::: EXTRACTED DATA :::

//! Packet envelope and its binary codec
//!
//! Wire layout:
//!
//! ```text
//! Packet := u64(stamp_len) bytes[stamp_len] u64(payload_len) bytes[payload_len]
//! ```

use bytes::{Buf, BufMut, BytesMut};

use chrona_core::{DecodeError, DecodeErrorKind, DecodeResult};

/// Two 8-byte length fields.
pub const MIN_PACKET_SIZE: usize = 16;

/// The two-field envelope: serialized vector timestamp plus opaque payload.
///
/// Immutable once constructed; lives for exactly one message. The envelope
/// does not interpret either field - the timestamp bytes are decoded by the
/// protocol layer, the payload by whoever dispatches on it.
#[derive(Clone, Debug, PartialEq, Eq)]
pub struct Packet {
    stamp: Vec<u8>,
    payload: Vec<u8>,
}

impl Packet {
    /// Copy both regions into an owned packet. No validation happens here;
    /// empty fields are only rejected on the wire.
    pub fn new(stamp: &[u8], payload: &[u8]) -> Self {
        Packet {
            stamp: stamp.to_vec(),
            payload: payload.to_vec(),
        }
    }

    /// The serialized vector timestamp field.
    #[inline]
    pub fn stamp_bytes(&self) -> &[u8] {
        &self.stamp
    }

    /// The opaque payload field.
    #[inline]
    pub fn payload(&self) -> &[u8] {
        &self.payload
    }

    /// Total serialized size in bytes.
    #[inline]
    pub fn wire_size(&self) -> usize {
        MIN_PACKET_SIZE + self.stamp.len() + self.payload.len()
    }

    /// Encode to the length-prefixed wire layout.
    pub fn serialize_to_binary(&self) -> Vec<u8> {
        let mut buf = BytesMut::with_capacity(self.wire_size());

        buf.put_u64(self.stamp.len() as u64);
        buf.put_slice(&self.stamp);
        buf.put_u64(self.payload.len() as u64);
        buf.put_slice(&self.payload);

        buf.to_vec()
    }

    /// Decode a packet from `bytes`.
    ///
    /// Fails with [`DecodeErrorKind::PacketTruncated`] when the buffer is
    /// shorter than the two length fields or a declared region runs past the
    /// end, [`DecodeErrorKind::EmptyTimestamp`] when the declared timestamp
    /// length is 0, and [`DecodeErrorKind::EmptyPayload`] when the declared
    /// payload length is 0.
    ///
    /// Bytes after the declared payload are silently ignored. This
    /// permissiveness is part of the wire contract and is pinned by a test;
    /// do not tighten it without changing the contract.
    pub fn deserialize_from_binary(bytes: &[u8]) -> DecodeResult<Self> {
        if bytes.len() < MIN_PACKET_SIZE {
            return Err(DecodeError::new(DecodeErrorKind::PacketTruncated));
        }

        let mut buf = bytes;

        let stamp_len = buf.get_u64();
        if stamp_len == 0 {
            return Err(DecodeError::new(DecodeErrorKind::EmptyTimestamp));
        }
        if (buf.remaining() as u64) < stamp_len {
            return Err(DecodeError::new(DecodeErrorKind::PacketTruncated));
        }
        let stamp_len = stamp_len as usize;
        let stamp = buf[..stamp_len].to_vec();
        buf.advance(stamp_len);

        if buf.remaining() < 8 {
            return Err(DecodeError::new(DecodeErrorKind::PacketTruncated));
        }
        let payload_len = buf.get_u64();
        if payload_len == 0 {
            return Err(DecodeError::new(DecodeErrorKind::EmptyPayload));
        }
        if (buf.remaining() as u64) < payload_len {
            return Err(DecodeError::new(DecodeErrorKind::PacketTruncated));
        }
        let payload = buf[..payload_len as usize].to_vec();

        Ok(Packet { stamp, payload })
    }
}

#[cfg(test)]
mod tests {
    use proptest::prelude::*;

    use super::*;

    /// A serialized two-pair vector timestamp: actor1 at 10, actor2 at 15.
    const STAMP: [u8; 40] = [
        /* pair count */
        0x00, 0x00, 0x00, 0x00, 0x00, 0x00, 0x00, 0x02,
        /* actor1 */
        0x00, 0x00, 0x00, 0x00, 0x00, 0x00, 0x00, 0x01,
        /* actor1 clock */
        0x00, 0x00, 0x00, 0x00, 0x00, 0x00, 0x00, 0x0A,
        /* actor2 */
        0x00, 0x00, 0x00, 0x00, 0x00, 0x00, 0x00, 0x02,
        /* actor2 clock */
        0x00, 0x00, 0x00, 0x00, 0x00, 0x00, 0x00, 0x0F,
    ];

    const PAYLOAD: &[u8; 12] = b"Hello World!";

    /// The full 68-byte frame for STAMP + PAYLOAD.
    fn golden_frame() -> Vec<u8> {
        let mut buf = Vec::new();
        buf.extend_from_slice(&(STAMP.len() as u64).to_be_bytes());
        buf.extend_from_slice(&STAMP);
        buf.extend_from_slice(&(PAYLOAD.len() as u64).to_be_bytes());
        buf.extend_from_slice(PAYLOAD);
        buf
    }

    #[test]
    fn test_construction_copies_both_regions() {
        let pkt = Packet::new(&STAMP, PAYLOAD);

        assert_eq!(pkt.stamp_bytes(), STAMP);
        assert_eq!(pkt.payload(), PAYLOAD);
    }

    #[test]
    fn test_serialize_matches_golden_bytes() {
        let pkt = Packet::new(&STAMP, PAYLOAD);

        assert_eq!(pkt.serialize_to_binary(), golden_frame());
    }

    #[test]
    fn test_deserialize_golden_bytes() {
        let pkt = Packet::deserialize_from_binary(&golden_frame()).unwrap();

        assert_eq!(pkt.stamp_bytes(), STAMP);
        assert_eq!(pkt.payload(), PAYLOAD);
    }

    #[test]
    fn test_roundtrip() {
        let pkt = Packet::new(&STAMP, PAYLOAD);

        let decoded = Packet::deserialize_from_binary(&pkt.serialize_to_binary()).unwrap();

        assert_eq!(pkt, decoded);
    }

    #[test]
    fn test_deserialize_too_few_bytes() {
        let err = Packet::deserialize_from_binary(&[0u8; 15]).unwrap_err();

        assert_eq!(err.kind(), DecodeErrorKind::PacketTruncated);
        assert!(err.to_string().starts_with("Too few bytes were provided."));
    }

    #[test]
    fn test_deserialize_rejects_empty_timestamp_field() {
        let mut frame = golden_frame();
        frame[..8].fill(0);

        let err = Packet::deserialize_from_binary(&frame).unwrap_err();

        assert_eq!(err.kind(), DecodeErrorKind::EmptyTimestamp);
        assert!(err
            .to_string()
            .starts_with("A vector timestamp may not be 0 bytes wide."));
    }

    #[test]
    fn test_deserialize_rejects_empty_payload_field() {
        let mut frame = golden_frame();
        frame[48..56].fill(0);

        let err = Packet::deserialize_from_binary(&frame).unwrap_err();

        assert_eq!(err.kind(), DecodeErrorKind::EmptyPayload);
        assert!(err.to_string().starts_with("A payload may not be 0 bytes wide."));
    }

    #[test]
    fn test_deserialize_rejects_truncated_stamp_region() {
        // Declares the 40-byte timestamp but the buffer ends after 10 bytes.
        let mut frame = golden_frame();
        frame.truncate(8 + 10);

        let err = Packet::deserialize_from_binary(&frame).unwrap_err();

        assert_eq!(err.kind(), DecodeErrorKind::PacketTruncated);
    }

    #[test]
    fn test_deserialize_rejects_truncated_payload_region() {
        let mut frame = golden_frame();
        frame.truncate(frame.len() - 4);

        let err = Packet::deserialize_from_binary(&frame).unwrap_err();

        assert_eq!(err.kind(), DecodeErrorKind::PacketTruncated);
    }

    #[test]
    fn test_deserialize_ignores_trailing_bytes() {
        let mut frame = golden_frame();
        frame.extend_from_slice(b"junk past the declared payload");

        let pkt = Packet::deserialize_from_binary(&frame).unwrap();

        assert_eq!(pkt.stamp_bytes(), STAMP);
        assert_eq!(pkt.payload(), PAYLOAD);
    }

    proptest! {
        #[test]
        fn prop_roundtrip(stamp in proptest::collection::vec(any::<u8>(), 1..128),
                          payload in proptest::collection::vec(any::<u8>(), 1..128)) {
            let pkt = Packet::new(&stamp, &payload);
            let decoded = Packet::deserialize_from_binary(&pkt.serialize_to_binary()).unwrap();

            prop_assert_eq!(pkt, decoded);
        }
    }
}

:::

- TASK REQUIREMENTS -
Pull out every line of the records above that contains the word "EmptyPayload".

- WRITTEN ANSWER -
    /// length is 0, and [`DecodeErrorKind::EmptyPayload`] when the declared
            return Err(DecodeError::new(DecodeErrorKind::EmptyPayload));
        assert_eq!(err.kind(), DecodeErrorKind::EmptyPayload);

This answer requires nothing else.